The Multifacet Rasch Model (MFRM) extends the RMM by taking into account additional “facets” besides student proficiency and item difficulty that might be associated with the measurement context. In the context of a writing assessment, these include marker severity and the difficulty of the prompt.
To develop the e-asTTle writing scale, an MFRM was constructed that included:
• student writing proficiency
• the difficulty of the prompts to which the students were writing
• the difficulty of the elements against which the students’ written responses were being judged
• the thresholds or barriers to being observed in a scoring category for an element relative to the scoring
• the harshness of the markers judging the students’ written responses.
The model assumes that all these facets can be measured on a single continuum (measurement scale) and that their locations on this continuum are used to determine the probability that a student will score in the higher of two adjacent scoring categories. Statistical and graphical fit indicators are used to study the extent to which prompts, markers, students and marking rubrics fit the MFRM.
To construct the measurement scale, student responses to 21 writing prompts were collected in a national trial involving approximately 5000 students from Years 1 to 10. The students involved were selected using a random sampling methodology, which is described in section 6.2. Care was taken so that all markers and prompts could be linked across the students involved. This meant that many of the students completed two prompts and that many of the responses were double-marked.
The markers involved in the trial were trained teachers, or held relevant post-graduate degrees. Each marker attended a two-day training course at the start of the marking exercise. Marking was done in teams and moderation meetings were carried out on a daily basis. Data was entered and carefully validated before analysis of data was carried out using the computer program Facets (Linacre, 2010).
Figure 4 provides a graphical representation of the measurement scale constructed by the analysis process. The scale itself is presented on the left of the figure in e-asTTle writing scale units (aWs). The scale locations of students, prompts, markers, the elements of the rubric and the scale thresholds are displayed from left to right. As can be seen, these locations vary. Prompt 20, for instance, is located slightly higher on the scale than Prompt 27, indicating it was the more difficult of the two prompts. Similarly, some markers (indicated by asterisks) are higher on the scale than others, indicating they applied the rubric more harshly.

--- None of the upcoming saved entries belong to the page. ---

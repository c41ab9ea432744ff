use std::collections::VecDeque;

use glam::Vec2;

use crate::{
    demo::{Category, Control, Demo, DemoContext, DemoKind, DemoMetadata, DemoOptions, Difficulty},
    math::Rgba,
    Surface,
};

const STEP: f64 = 1.0 / 240.0;
const MAX_STEPS: u32 = 64;

/// Angles (radians from the downward vertical) and angular velocities.
#[derive(Debug, Clone, Copy, PartialEq, Default)]
pub struct PendulumState {
    pub theta1: f64,
    pub theta2: f64,
    pub omega1: f64,
    pub omega2: f64,
}

impl PendulumState {
    fn offset(self, rate: PendulumState, h: f64) -> PendulumState {
        PendulumState {
            theta1: self.theta1 + rate.theta1 * h,
            theta2: self.theta2 + rate.theta2 * h,
            omega1: self.omega1 + rate.omega1 * h,
            omega2: self.omega2 + rate.omega2 * h,
        }
    }
}

#[derive(Debug, Clone, Copy, PartialEq)]
pub struct PendulumParams {
    pub length1: f64,
    pub length2: f64,
    pub mass1: f64,
    pub mass2: f64,
    pub gravity: f64,
    pub damping: f64,
}

impl PendulumParams {
    /// Time derivative of `state` from the Lagrangian equations of motion.
    pub fn derivative(&self, state: PendulumState) -> PendulumState {
        let PendulumParams { length1: l1, length2: l2, mass1: m1, mass2: m2, gravity: g, damping } = *self;
        let PendulumState { theta1, theta2, omega1, omega2 } = state;
        let delta = theta1 - theta2;
        let den = 2.0 * m1 + m2 - m2 * (2.0 * delta).cos();

        let alpha1 = (-g * (2.0 * m1 + m2) * theta1.sin()
            - m2 * g * (theta1 - 2.0 * theta2).sin()
            - 2.0 * delta.sin() * m2 * (omega2 * omega2 * l2 + omega1 * omega1 * l1 * delta.cos()))
            / (l1 * den);
        let alpha2 = (2.0
            * delta.sin()
            * (omega1 * omega1 * l1 * (m1 + m2)
                + g * (m1 + m2) * theta1.cos()
                + omega2 * omega2 * l2 * m2 * delta.cos()))
            / (l2 * den);

        PendulumState {
            theta1: omega1,
            theta2: omega2,
            omega1: alpha1 - damping * omega1,
            omega2: alpha2 - damping * omega2,
        }
    }

    /// Classic fourth-order Runge-Kutta step.
    pub fn rk4(&self, state: PendulumState, h: f64) -> PendulumState {
        let k1 = self.derivative(state);
        let k2 = self.derivative(state.offset(k1, h / 2.0));
        let k3 = self.derivative(state.offset(k2, h / 2.0));
        let k4 = self.derivative(state.offset(k3, h));
        PendulumState {
            theta1: state.theta1 + h / 6.0 * (k1.theta1 + 2.0 * k2.theta1 + 2.0 * k3.theta1 + k4.theta1),
            theta2: state.theta2 + h / 6.0 * (k1.theta2 + 2.0 * k2.theta2 + 2.0 * k3.theta2 + k4.theta2),
            omega1: state.omega1 + h / 6.0 * (k1.omega1 + 2.0 * k2.omega1 + 2.0 * k3.omega1 + k4.omega1),
            omega2: state.omega2 + h / 6.0 * (k1.omega2 + 2.0 * k2.omega2 + 2.0 * k3.omega2 + k4.omega2),
        }
    }

    /// Total mechanical energy, with the pivot as the potential reference.
    pub fn energy(&self, state: PendulumState) -> f64 {
        let PendulumParams { length1: l1, length2: l2, mass1: m1, mass2: m2, gravity: g, .. } = *self;
        let PendulumState { theta1, theta2, omega1, omega2 } = state;
        let kinetic = 0.5 * m1 * l1 * l1 * omega1 * omega1
            + 0.5
                * m2
                * (l1 * l1 * omega1 * omega1
                    + l2 * l2 * omega2 * omega2
                    + 2.0 * l1 * l2 * omega1 * omega2 * (theta1 - theta2).cos());
        let potential = -(m1 + m2) * g * l1 * theta1.cos() - m2 * g * l2 * theta2.cos();
        kinetic + potential
    }
}

#[derive(Debug, Clone)]
struct Params {
    physics: PendulumParams,
    angle1: f64,
    angle2: f64,
    trail_length: usize,
    color: Rgba,
}

impl Params {
    fn from_options(options: &DemoOptions) -> Self {
        Self {
            physics: PendulumParams {
                length1: options.number("length1", 1.0).max(0.05),
                length2: options.number("length2", 1.0).max(0.05),
                mass1: options.number("mass1", 1.0).max(0.01),
                mass2: options.number("mass2", 1.0).max(0.01),
                gravity: options.number("gravity", 9.81),
                damping: options.number("damping", 0.0).max(0.0),
            },
            angle1: options.number("angle1", 120.0).to_radians(),
            angle2: options.number("angle2", -10.0).to_radians(),
            trail_length: options.count("trail_length", 300).min(2000),
            color: options.color("color", Rgba::rgb(0xff, 0x6b, 0x9a)),
        }
    }
}

/// Chaotic double pendulum integrated with RK4 at a fixed rate.
#[derive(Debug)]
pub struct DoublePendulum {
    pivot: Vec2,
    /// Pixels per unit of rod length.
    scale: f32,
    params: Params,
    state: PendulumState,
    accumulator: f64,
    trail: VecDeque<Vec2>,
}

impl DoublePendulum {
    pub fn state(&self) -> PendulumState {
        self.state
    }

    pub fn energy(&self) -> f64 {
        self.params.physics.energy(self.state)
    }

    fn reset(&mut self, theta1: f64, theta2: f64) {
        self.state = PendulumState { theta1, theta2, omega1: 0.0, omega2: 0.0 };
        self.accumulator = 0.0;
        self.trail.clear();
    }

    /// Screen positions of both bobs.
    fn bobs(&self) -> (Vec2, Vec2) {
        let PendulumParams { length1, length2, .. } = self.params.physics;
        let arm = |theta: f64, length: f64| {
            Vec2::new(theta.sin() as f32, theta.cos() as f32) * (length as f32 * self.scale)
        };
        let first = self.pivot + arm(self.state.theta1, length1);
        (first, first + arm(self.state.theta2, length2))
    }
}

impl Demo for DoublePendulum {
    fn init(&mut self) {
        self.reset(self.params.angle1, self.params.angle2);
    }

    fn update(&mut self, delta_ms: f32) {
        self.accumulator += delta_ms as f64 / 1000.0;
        let mut steps = 0;
        while self.accumulator >= STEP && steps < MAX_STEPS {
            self.state = self.params.physics.rk4(self.state, STEP);
            self.accumulator -= STEP;
            steps += 1;
        }
        if steps == MAX_STEPS {
            self.accumulator = 0.0;
        }

        if steps > 0 && self.params.trail_length > 0 {
            let (_, second) = self.bobs();
            self.trail.push_back(second);
            while self.trail.len() > self.params.trail_length {
                self.trail.pop_front();
            }
        }
    }

    fn render(&self, surface: &mut Surface) {
        surface.clear(Rgba::rgb(10, 10, 14));
        let count = self.trail.len().max(1) as f32;
        for (i, (a, b)) in self.trail.iter().zip(self.trail.iter().skip(1)).enumerate() {
            surface.line(*a, *b, self.params.color.with_alpha((i + 1) as f32 / count));
        }

        let (first, second) = self.bobs();
        let rod = Rgba::rgb(200, 200, 210);
        surface.line(self.pivot, first, rod);
        surface.line(first, second, rod);
        let radius = |mass: f64| (4.0 + 3.0 * mass.sqrt() as f32).min(14.0);
        surface.fill_circle(first, radius(self.params.physics.mass1), Rgba::WHITE);
        surface.fill_circle(second, radius(self.params.physics.mass2), self.params.color);
    }

    fn options_changed(&mut self, name: &str, options: &DemoOptions) {
        self.params = Params::from_options(options);
        if matches!(name, "angle1" | "angle2") {
            self.reset(self.params.angle1, self.params.angle2);
        }
    }

    /// Swings the pendulum out straight toward the click.
    fn on_click(&mut self, x: f32, y: f32) {
        let d = Vec2::new(x, y) - self.pivot;
        let theta = (d.x as f64).atan2(d.y as f64);
        self.reset(theta, theta);
    }
}

impl DemoKind for DoublePendulum {
    fn metadata() -> DemoMetadata {
        DemoMetadata::new(
            "Double Pendulum",
            "Two coupled pendulums showing sensitive dependence on initial conditions. Click to release from a new angle.",
            Difficulty::Intermediate,
            Category::Physics,
        )
    }

    fn controls() -> Vec<Control> {
        vec![
            Control::slider("length1", "Upper rod", 0.2, 2.0, 1.0),
            Control::slider("length2", "Lower rod", 0.2, 2.0, 1.0),
            Control::slider("mass1", "Upper mass", 0.1, 10.0, 1.0),
            Control::slider("mass2", "Lower mass", 0.1, 10.0, 1.0),
            Control::slider("gravity", "Gravity", 0.0, 30.0, 9.81),
            Control::slider("damping", "Damping", 0.0, 1.0, 0.0),
            Control::stepped("angle1", "Start angle 1", -180.0, 180.0, 1.0, 120.0),
            Control::stepped("angle2", "Start angle 2", -180.0, 180.0, 1.0, -10.0),
            Control::stepped("trail_length", "Trail length", 0.0, 1000.0, 1.0, 300.0),
            Control::color("color", "Colour", "#ff6b9a"),
        ]
    }

    fn create(context: &DemoContext) -> Self {
        let params = Params::from_options(&context.options);
        let reach = (params.physics.length1 + params.physics.length2) as f32;
        let min_side = context.width.min(context.height) as f32;
        Self {
            pivot: Vec2::new(context.width as f32 / 2.0, context.height as f32 / 2.0),
            scale: min_side * 0.45 / reach,
            params,
            state: PendulumState::default(),
            accumulator: 0.0,
            trail: VecDeque::new(),
        }
    }
}

#[cfg(test)]
mod tests {
    use super::*;

    fn pendulum(options: DemoOptions) -> DoublePendulum {
        let mut demo = DoublePendulum::create(&DemoContext {
            width: 200,
            height: 200,
            options: DoublePendulum::default_options().merged(&options),
        });
        demo.init();
        demo
    }

    #[test]
    fn energy_is_conserved_without_damping() {
        let mut demo = pendulum(DemoOptions::new());
        let start = demo.energy();
        for _ in 0..600 {
            demo.update(1000.0 / 60.0);
        }
        // (m1 + m2) * g * (l1 + l2) sets the energy scale of the system.
        let scale = 2.0 * 9.81 * 2.0;
        assert!((demo.energy() - start).abs() < 1e-3 * scale);
        assert_ne!(demo.state().theta1, 120f64.to_radians());
    }

    #[test]
    fn damping_drains_energy() {
        let mut demo = pendulum(DemoOptions::new().with("damping", 0.5));
        let start = demo.energy();
        for _ in 0..300 {
            demo.update(1000.0 / 60.0);
        }
        assert!(demo.energy() < start);
    }

    #[test]
    fn hanging_at_rest_stays_at_rest() {
        let mut demo = pendulum(DemoOptions::new().with("angle1", 0.0).with("angle2", 0.0));
        for _ in 0..120 {
            demo.update(16.0);
        }
        assert_eq!(demo.state(), PendulumState::default());
    }

    #[test]
    fn displaced_arm_accelerates_back() {
        let params = PendulumParams {
            length1: 1.0,
            length2: 1.0,
            mass1: 1.0,
            mass2: 1.0,
            gravity: 9.81,
            damping: 0.0,
        };
        let rate = params.derivative(PendulumState { theta1: 0.01, ..Default::default() });
        assert_eq!(rate.theta1, 0.0);
        // A displaced upper arm accelerates back toward the vertical.
        assert!(rate.omega1 < 0.0);
    }

    #[test]
    fn click_releases_from_pointer_and_trail_is_bounded() {
        let mut demo = pendulum(DemoOptions::new().with("trail_length", 10.0));
        demo.on_click(100.0, 180.0);
        assert_eq!(demo.state(), PendulumState::default());

        demo.on_click(180.0, 100.0);
        assert!((demo.state().theta1 - std::f64::consts::FRAC_PI_2).abs() < 1e-9);

        for _ in 0..30 {
            demo.update(16.0);
        }
        assert_eq!(demo.trail.len(), 10);

        let mut surface = Surface::new(200, 200).unwrap();
        demo.render(&mut surface);
        assert!(surface.count_not(Rgba::rgb(10, 10, 14)) > 20);
    }
}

The final model for e-asTTle takes into account the scale locations of the prompts, elements and thresholds shown in Figure 4 to transform students’ rubric scores to scale locations. Values for marker harshness are not included directly as there is no way to know how harshly a user may have marked. However, the variance in marker harshness exposed through the modelling process provides some idea of the imprecision markers introduce, and marker variance is included in the estimates of measurement error reported by the e-asTTle application for each scale score.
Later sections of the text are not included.